### Problem to work on
Your answer should be one number: the count of lines in these entries that hold the word "crates".

### Dataset content
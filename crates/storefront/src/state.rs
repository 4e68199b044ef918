//! Shared application state.

use std::sync::Arc;

use crate::config::StorefrontConfig;
use crate::supabase::SupabaseClient;

/// Application state shared across all request handlers.
///
/// Cheaply cloneable via `Arc`.
#[derive(Clone)]
pub struct AppState {
    inner: Arc<AppStateInner>,
}

struct AppStateInner {
    config: StorefrontConfig,
    supabase: SupabaseClient,
}

impl AppState {
    /// Create application state from loaded configuration.
    #[must_use]
    pub fn new(config: StorefrontConfig) -> Self {
        let supabase = SupabaseClient::new(&config.supabase);
        Self {
            inner: Arc::new(AppStateInner { config, supabase }),
        }
    }

    /// The storefront configuration.
    #[must_use]
    pub fn config(&self) -> &StorefrontConfig {
        &self.inner.config
    }

    /// The Supabase API client.
    #[must_use]
    pub fn supabase(&self) -> &SupabaseClient {
        &self.inner.supabase
    }
}
//! Domain models specific to the storefront binary.

pub mod session;
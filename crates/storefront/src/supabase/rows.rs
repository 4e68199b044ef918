//! Wire types for the PostgREST API and their domain conversions.
//!
//! Row structs mirror the Supabase table shapes; conversions into the
//! domain types from `ifacens-core` happen here so the rest of the crate
//! never sees raw JSON shapes.

use rust_decimal::Decimal;
use serde::{Deserialize, Serialize};

use ifacens_core::{Product, ProductId, StandId};

/// A food-court stand as shown on the home page.
#[derive(Debug, Clone)]
pub struct Stand {
    /// Stand ID.
    pub id: StandId,
    /// Display name.
    pub name: String,
    /// Optional short description.
    pub description: Option<String>,
    /// Optional logo or banner image URL.
    pub image: Option<String>,
}

// =============================================================================
// Read Rows
// =============================================================================

/// Row shape of `GET /rest/v1/stands`.
#[derive(Debug, Deserialize)]
pub struct StandRow {
    pub id: String,
    pub name: String,
    #[serde(default)]
    pub description: Option<String>,
    #[serde(default)]
    pub image_url: Option<String>,
}

impl From<StandRow> for Stand {
    fn from(row: StandRow) -> Self {
        Self {
            id: StandId::new(row.id),
            name: row.name,
            description: row.description,
            image: row.image_url,
        }
    }
}

/// Row shape of `GET /rest/v1/products?select=*,stands!inner(name)`.
///
/// Prices arrive as JSON numbers from the `numeric` column; the conversion
/// rounds to two decimal places so cart math never carries float residue.
#[derive(Debug, Deserialize)]
pub struct ProductRow {
    pub id: String,
    pub name: String,
    #[serde(default)]
    pub description: Option<String>,
    pub price: f64,
    pub stand_id: String,
    #[serde(default)]
    pub image_url: Option<String>,
    #[serde(default)]
    pub stock: Option<u32>,
    pub stands: StandJoinRow,
}

/// The embedded stand join (`stands!inner(name)`).
#[derive(Debug, Deserialize)]
pub struct StandJoinRow {
    pub name: String,
}

impl From<ProductRow> for Product {
    fn from(row: ProductRow) -> Self {
        let price = Decimal::from_f64_retain(row.price)
            .unwrap_or_default()
            .round_dp(2);

        Self {
            id: ProductId::new(row.id),
            name: row.name,
            price,
            description: row.description.unwrap_or_default(),
            stand_id: StandId::new(row.stand_id),
            stand_name: row.stands.name,
            image: row.image_url,
            stock: row.stock,
        }
    }
}

// =============================================================================
// Write Rows
// =============================================================================

/// Insert body for `POST /rest/v1/orders`.
#[derive(Debug, Serialize)]
pub struct InsertOrder {
    pub customer_name: String,
    pub transaction_id: String,
    pub stand_id: String,
    pub total_amount: Decimal,
}

/// Insert body for `POST /rest/v1/order_items` (posted as an array).
#[derive(Debug, Serialize)]
pub struct InsertOrderItem {
    pub order_id: String,
    pub product_id: String,
    pub quantity: u32,
    pub unit_price: Decimal,
}

/// The representation returned by the order insert. Only the generated ID
/// is needed for the line inserts.
#[derive(Debug, Deserialize)]
pub struct CreatedOrderRow {
    pub id: String,
}
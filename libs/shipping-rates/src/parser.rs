//! Row parser - converts raw sheet rows into typed records
//!
//! Parsing is tolerant: a malformed row is logged and dropped, never fatal.
//! Rule rows require every pricing column; country rows only require their
//! identifying strings and fall back to 0 for numbers.

use crate::types::{CountryConfig, ShippingRule};
use tracing::{debug, info, warn};

/// Rule table columns, in sheet order
const RULE_COUNTRY: usize = 0;
const RULE_PROVINCE: usize = 1;
const RULE_DISTRICT: usize = 2;
const RULE_METHOD: usize = 3;
const RULE_MIN_WEIGHT: usize = 4;
const RULE_MAX_WEIGHT: usize = 5;
const RULE_PRICE: usize = 6;
const RULE_ACTIVE: usize = 7;

/// Country table columns, in sheet order
const COUNTRY_CODE: usize = 0;
const COUNTRY_LABEL: usize = 1;
const COUNTRY_CURRENCY: usize = 2;
const COUNTRY_SHIPPING_COST: usize = 3;
const COUNTRY_TAX_RATE: usize = 4;
const COUNTRY_FREE_THRESHOLD: usize = 5;

/// Trimmed cell text; the Sheets API omits trailing empty cells
fn cell(columns: &[String], index: usize) -> &str {
    columns.get(index).map(|s| s.trim()).unwrap_or("")
}

fn parse_number(raw: &str) -> Option<f64> {
    raw.parse::<f64>().ok().filter(|v| v.is_finite())
}

/// Parse one rule row, `None` when the row must be dropped
pub fn parse_rule_row(columns: &[String], row_index: usize) -> Option<ShippingRule> {
    let country = cell(columns, RULE_COUNTRY);
    let method = cell(columns, RULE_METHOD);
    let min_raw = cell(columns, RULE_MIN_WEIGHT);
    let max_raw = cell(columns, RULE_MAX_WEIGHT);
    let price_raw = cell(columns, RULE_PRICE);

    if country.is_empty()
        || method.is_empty()
        || min_raw.is_empty()
        || max_raw.is_empty()
        || price_raw.is_empty()
    {
        debug!("Skipping rule row {}: missing required column", row_index);
        return None;
    }

    let (min_weight, max_weight, price) = match (
        parse_number(min_raw),
        parse_number(max_raw),
        parse_number(price_raw),
    ) {
        (Some(min), Some(max), Some(price)) => (min, max, price),
        _ => {
            warn!(
                row = row_index,
                min_weight = %min_raw,
                max_weight = %max_raw,
                price = %price_raw,
                "Dropping rule row {}: non-numeric weight or price",
                row_index
            );
            return None;
        },
    };

    if min_weight > max_weight {
        warn!(
            row = row_index,
            min_weight, max_weight, "Dropping rule row {}: min weight above max weight", row_index
        );
        return None;
    }

    Some(ShippingRule {
        country: country.to_string(),
        province: cell(columns, RULE_PROVINCE).to_string(),
        district: cell(columns, RULE_DISTRICT).to_string(),
        shipping_method: method.to_string(),
        min_weight,
        max_weight,
        price,
        active: !cell(columns, RULE_ACTIVE).eq_ignore_ascii_case("false"),
        row_index,
    })
}

/// Parse one country row, `None` when an identifying column is blank
pub fn parse_country_row(columns: &[String], row_index: usize) -> Option<CountryConfig> {
    let country_code = cell(columns, COUNTRY_CODE);
    let label = cell(columns, COUNTRY_LABEL);
    let currency = cell(columns, COUNTRY_CURRENCY);

    if country_code.is_empty() || label.is_empty() || currency.is_empty() {
        debug!(
            "Skipping country row {}: code, label and currency are required",
            row_index
        );
        return None;
    }

    let number_or_zero = |index: usize| {
        let raw = cell(columns, index);
        match parse_number(raw) {
            Some(value) => value,
            None => {
                if !raw.is_empty() {
                    warn!(
                        row = row_index,
                        value = %raw,
                        "Country row {} has a non-numeric value, using 0",
                        row_index
                    );
                }
                0.0
            },
        }
    };

    Some(CountryConfig {
        country_code: country_code.to_string(),
        label: label.to_string(),
        currency: currency.to_string(),
        shipping_cost: number_or_zero(COUNTRY_SHIPPING_COST),
        tax_rate: number_or_zero(COUNTRY_TAX_RATE),
        free_shipping_threshold: number_or_zero(COUNTRY_FREE_THRESHOLD),
        row_index,
    })
}

/// Parse a whole rule table whose first row sits at `first_row`
pub fn parse_rule_rows(rows: &[Vec<String>], first_row: usize) -> Vec<ShippingRule> {
    let rules: Vec<ShippingRule> = rows
        .iter()
        .enumerate()
        .filter_map(|(offset, columns)| parse_rule_row(columns, first_row + offset))
        .collect();

    info!(
        "Parsed {} shipping rules ({} rows dropped)",
        rules.len(),
        rows.len() - rules.len()
    );
    rules
}

/// Parse a whole country table whose first row sits at `first_row`
pub fn parse_country_rows(rows: &[Vec<String>], first_row: usize) -> Vec<CountryConfig> {
    let configs: Vec<CountryConfig> = rows
        .iter()
        .enumerate()
        .filter_map(|(offset, columns)| parse_country_row(columns, first_row + offset))
        .collect();

    info!(
        "Parsed {} country configs ({} rows dropped)",
        configs.len(),
        rows.len() - configs.len()
    );
    configs
}
//! HTTP handlers
//!
//! - `price`: rate lookup
//! - `catalog`: rule and country-default listings
//! - `admin`: forced reload and health

pub mod admin;
pub mod catalog;
pub mod price;
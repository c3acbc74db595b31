//! Shipping rate error types

use std::sync::Arc;
use thiserror::Error;

/// Result type for engine operations
pub type Result<T> = std::result::Result<T, RateError>;

/// Marker the Sheets API puts in 400 responses for a bad A1 range
pub const RANGE_PARSE_MARKER: &str = "Unable to parse range";

/// Remote table source errors
///
/// `RangeParse` is kept apart from other API failures because it is the one
/// class the range resolver can recover from. Errors are `Clone` so a failed
/// load can be handed to every caller that waited on it.
#[derive(Debug, Clone, Error)]
pub enum SourceError {
    #[error("Unable to parse range {range}: {message}")]
    RangeParse { range: String, message: String },

    #[error("Sheets API error ({status}): {message}")]
    Api { status: u16, message: String },

    #[error("HTTP client error: {0}")]
    Http(#[source] Arc<reqwest::Error>),

    #[error("Authentication failed: {0}")]
    Auth(String),

    #[error("Configuration error: {0}")]
    Configuration(String),

    #[error("Invalid response: {0}")]
    InvalidResponse(String),
}

impl SourceError {
    /// Classify a non-success API response
    pub fn from_api_response(range: Option<&str>, status: u16, message: String) -> Self {
        match range {
            Some(range) if status == 400 && message.contains(RANGE_PARSE_MARKER) => {
                Self::RangeParse {
                    range: range.to_string(),
                    message,
                }
            },
            _ => Self::Api { status, message },
        }
    }

    pub fn is_range_parse(&self) -> bool {
        matches!(self, Self::RangeParse { .. })
    }
}

impl From<reqwest::Error> for SourceError {
    fn from(err: reqwest::Error) -> Self {
        Self::Http(Arc::new(err))
    }
}

/// Engine errors
#[derive(Debug, Clone, Error)]
pub enum RateError {
    #[error("Rate source error: {0}")]
    Source(#[from] SourceError),

    #[error("Unsupported shipping method '{method}', supported: {}", supported.join(", "))]
    UnsupportedMethod {
        method: String,
        supported: Vec<String>,
    },
}

impl RateError {
    /// HTTP status code for this error
    pub fn status_code(&self) -> u16 {
        match self {
            Self::UnsupportedMethod { .. } => 400,
            Self::Source(_) => 500,
        }
    }

    /// Caller mistakes, as opposed to server-side failures
    pub fn is_client_error(&self) -> bool {
        self.status_code() < 500
    }

    /// Configuration problems are not worth retrying
    pub fn is_configuration(&self) -> bool {
        matches!(self, Self::Source(SourceError::Configuration(_)))
    }
}
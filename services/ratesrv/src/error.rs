//! Engine error to HTTP error mapping

use common::AppError;
use shipping_rates::RateError;
use tracing::{error, warn};

/// Convert an engine failure into the shared error envelope
///
/// Caller mistakes keep their message; server-side failures are logged at
/// error level and reported with the cause in `details`.
pub fn rate_error(err: RateError) -> AppError {
    let status = err.status_code();
    if err.is_client_error() {
        warn!("Rejected shipping request: {}", err);
        return AppError::from_status(status, err.to_string());
    }

    error!("Shipping rate lookup failed: {}", err);
    let message = if err.is_configuration() {
        "Shipping rates are not configured"
    } else {
        "Failed to load shipping rates"
    };
    AppError::from_status(status, message).with_details(err.to_string())
}
//! API routes for the shipping rate service

use crate::api::{admin, catalog, price};
use crate::app::AppState;
use axum::{
    routing::{get, post},
    Router,
};
use std::sync::Arc;

/// Create all API routes with state
pub fn create_routes(state: Arc<AppState>) -> Router {
    Router::new()
        .route("/health", get(admin::health_check))
        // Rate lookup
        .route("/api/shipping/price", get(price::get_price))
        // Loaded tables
        .route("/api/shipping/rules", get(catalog::list_rules))
        .route("/api/shipping/countries", get(catalog::list_countries))
        .route("/api/shipping/countries/{code}", get(catalog::get_country))
        // Administration
        .route("/api/shipping/reload", post(admin::reload))
        // Apply HTTP request logging middleware
        .layer(axum::middleware::from_fn(common::logging::http_request_logger))
        .with_state(state)
}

### Reply
2